Greve na Ufam

No segundo semestre de 1994, cheguei à Faculdade de Direito para cometer mais uma aula. Naquele tempo eu ainda fazia a concessão de acordar de madrugada, de forma que às nove da manhã, em ponto, estava entrando em sala, para mais uma sessão sobre dolo, imputabilidade e outros assuntos do gênero, muitos dos quais tenho hoje como absolutamente inúteis ou, no mínimo, supérfluos. Sentei, fiz a chamada (que coisa anacrônica!) e segui a caminho da lousa. Não havia nenhum pedaço de giz. Nem um toco sequer, para fazer remédio. Saí e andei de seca a Meca à procura do, então, indispensável material. O velho prédio da Praça dos Remédios foi revirado de alto a baixo, e nada. O estoque de giz tinha acabado. Pronto. Dias depois dei entrada no meu pedido de exoneração.

Certa vez contei esse episódio numa crônica. Um idiota, desses que nada produzem mas adoram criticar o trabalho alheio, enviou um comentário dizendo que eu deveria ter metido o toco de giz na lousa. Claro que eu não poderia tê-lo feito. Primeiro porque não existia o tal toco, segundo porque minha anatomia deve ser diferente da do mentecapto comentarista. Mas, deixa pra lá. Não foi para isso que comecei a escrever estas mal traçadas.

Na verdade, o meu ponto está em que, passados dezoito anos, parece que as coisas não sofreram muita modificação. Vejo nos jornais que os professores da Universidade Federal do Amazonas decidiram entrar em greve por tempo indeterminado, constando de suas reivindicações melhoria salarial e das condições de trabalho. Pelo visto, nada mais justo, já que existe a informação de que um professor, com titulação de doutor, é remunerado com uma quantia que faria rir um monge de pedra. De outra face, é quase impossível o acesso a modernos materiais inerentes ao exercício da profissão.

Um reacionário empedernido trouxe seu protesto até mim.

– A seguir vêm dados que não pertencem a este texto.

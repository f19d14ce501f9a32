// branchbot: per-commit branch automation
//
// SPDX-FileCopyrightText: 2026 Romeo Ahmed
// SPDX-License-Identifier: GPL-3.0-or-later

//! Library root.
//!
//! # Crate Architecture
//!
//! ```text
//!                        main.rs
//!                           |
//!                +----------+----------+
//!                v                     v
//!             cli (clap)          cmd (handlers)
//!                |              options / inis / handle
//!                +----------+----------+
//!                           v
//!              ,---------------------------,
//!              |          config           |
//!              |   TOML, env, --set layers |
//!              '-------------+-------------'
//!                            v
//!        webhook (HMAC gate) --> orchestrator (state machine)
//!                                  |       |        |        |
//!                                  v       v        v        v
//!                              workspace  git    mutate   status
//!                                        pipeline        (reqwest)
//!                                  ^
//!                     event (push payload), credentials
//!
//!   +-----------------------------------------+
//!   |  core      process runner               |
//!   +-----------------------------------------+
//!   |  foundation   error, logging            |
//!   +-----------------------------------------+
//! ```

pub mod cli;
pub mod cmd;
pub mod config;
pub mod core;
pub mod credentials;
pub mod error;
pub mod event;
pub mod git;
pub mod logging;
pub mod mutate;
pub mod orchestrator;
pub mod status;
pub mod webhook;
pub mod workspace;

Não sei por quê, mas trouxe, assim como se fosse eu alguém com capacidade de julgar a justeza ou não dos movimentos grevistas. Dizia ele que a tal greve foi decidida por menos de dez por cento dos membros da associação de classe correspondente, o que, a seu juízo e vezo, é fato capaz de subtrair a legitimidade do movimento.

Não sei se isso ocorreu de fato. Admitindo que seja procedente essa referência ao percentual, não consigo vislumbrar de que forma o dado possa interferir na relação de causa e efeito entre a greve em si mesma e os objetivos a que visa. Só quem leva uma vida de completa alienação não pode compreender que as reivindicações de classe são conduzidas por entidades jurídicas, mas essas entidades sempre puderam contar com o trabalho efetivo de pouquíssimos abnegados, que se destacam da maioria silenciosa e inerte precisamente porque decidem mostrar ao mundo que as coisas não caminham no “manso lago azul” debuxado pelos pincéis oficiais.

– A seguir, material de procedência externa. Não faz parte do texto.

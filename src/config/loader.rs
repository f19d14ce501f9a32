// branchbot: per-commit branch automation
//
// SPDX-FileCopyrightText: 2026 Romeo Ahmed
// SPDX-License-Identifier: GPL-3.0-or-later

//! Configuration loading from multiple sources.
//!
//! # Loader Pipeline
//!
//! ```text
//! ConfigLoader::new()
//!   .add_toml_file(req)
//!   .add_toml_file_optional(opt)
//!   .add_toml_str()
//!   .with_env_prefix("BRANCHBOT")
//!   .set()
//!        |
//!        v
//!    build() --> Config (resolved + validated)
//! ```

use std::path::{Path, PathBuf};

use config::{Environment, File, FileFormat};

use super::Config;
use crate::error::Result;

/// Builder for loading configuration from multiple sources.
pub struct ConfigLoader {
    builder: config::ConfigBuilder<config::builder::DefaultState>,
    env_prefix: Option<String>,
    files: Vec<(String, PathBuf)>,
}

impl ConfigLoader {
    #[must_use]
    pub fn new() -> Self {
        Self {
            builder: config::Config::builder(),
            env_prefix: None,
            files: Vec::new(),
        }
    }

    /// Adds a TOML file that must exist.
    #[must_use]
    pub fn add_toml_file<P: AsRef<Path>>(mut self, path: P) -> Self {
        let p = path.as_ref();
        self.builder = self
            .builder
            .add_source(File::from(p).format(FileFormat::Toml).required(true));
        self.files.push(("file".to_string(), p.to_path_buf()));
        self
    }

    /// Adds a TOML file that is skipped when missing.
    #[must_use]
    pub fn add_toml_file_optional<P: AsRef<Path>>(mut self, path: P) -> Self {
        let p = path.as_ref();
        self.builder = self
            .builder
            .add_source(File::from(p).format(FileFormat::Toml).required(false));
        if p.exists() {
            self.files.push(("optional".to_string(), p.to_path_buf()));
        }
        self
    }

    #[must_use]
    pub fn add_toml_str(mut self, content: &str) -> Self {
        self.builder = self
            .builder
            .add_source(File::from_str(content, FileFormat::Toml));
        self.files
            .push(("string".to_string(), PathBuf::from("<string>")));
        self
    }

    /// Reads `<PREFIX>_<SECTION>__<KEY>` environment variables.
    #[must_use]
    pub fn with_env_prefix(mut self, prefix: &str) -> Self {
        self.env_prefix = Some(prefix.to_string());
        self
    }

    /// Sets a configuration override.
    ///
    /// # Errors
    ///
    /// Returns an error if the key is invalid.
    pub fn set<T: Into<config::Value>>(mut self, key: &str, value: T) -> Result<Self> {
        self.builder = self
            .builder
            .set_override(key, value)
            .map_err(|e| anyhow::anyhow!("Config error: {e}"))?;
        Ok(self)
    }

    /// Builds the configuration from all added sources.
    ///
    /// # Errors
    ///
    /// Returns an error if:
    /// - Required configuration files are missing.
    /// - Configuration files have invalid TOML syntax.
    /// - The merged configuration cannot be deserialized into `Config`.
    /// - A value fails validation.
    pub fn build(self) -> Result<Config> {
        let builder = match &self.env_prefix {
            // keys contain '_', sections are split on "__"
            Some(prefix) => self.builder.add_source(
                Environment::with_prefix(prefix)
                    .prefix_separator("_")
                    .separator("__")
                    .try_parsing(true),
            ),
            None => self.builder,
        };
        let cfg = builder.build()?;
        let mut config: Config = cfg.try_deserialize()?;
        config.resolve_and_validate()?;
        Ok(config)
    }

    #[must_use]
    pub fn loaded_files(&self) -> Vec<(String, PathBuf)> {
        self.files.clone()
    }

    #[must_use]
    pub fn format_loaded_files(&self) -> Vec<String> {
        self.files
            .iter()
            .enumerate()
            .map(|(i, (source, path))| format!("{}. [{}] {}", i + 1, source, path.display()))
            .collect()
    }
}

impl Default for ConfigLoader {
    fn default() -> Self {
        Self::new()
    }
}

Não é de hoje que o ensino público, em todos os níveis, vem sofrendo um processo crescente de degradação. A má formação nos fundamentos vai necessariamente refletir nos estágios superiores, onde, por definição e sem elitismo, há de estar a nata do conglomerado pensante da Nação. Ora, se o país não liga para essa obviedade, há que ser advertido do brutal erro em que está incorrendo, até para permitir que se venha a buscar uma mudança de rumo, capaz de dar um norte à questão.

“Ninguém faz graça com a barriga vazia”, diz uma velha canção popular, acrescentando que “passar fome nunca foi filosofia”. Muito mal remunerados, os professores da rede pública brasileira hão de estar no limite de suas paciências para enfrentar esse quadro cruel e inexplicável. O movimento que deflagraram há de merecer todo o respeito de quantos, como eu, ainda insistem em sonhar com a construção de um país que respeite seus filhos, tratando-os como tal e não como rebotalho.

Minha inútil, mas total solidariedade.

Felix Valois

Felix Valois

* Félix Valois é advogado, professor universitário e integrou a comissão de juristas instituída p...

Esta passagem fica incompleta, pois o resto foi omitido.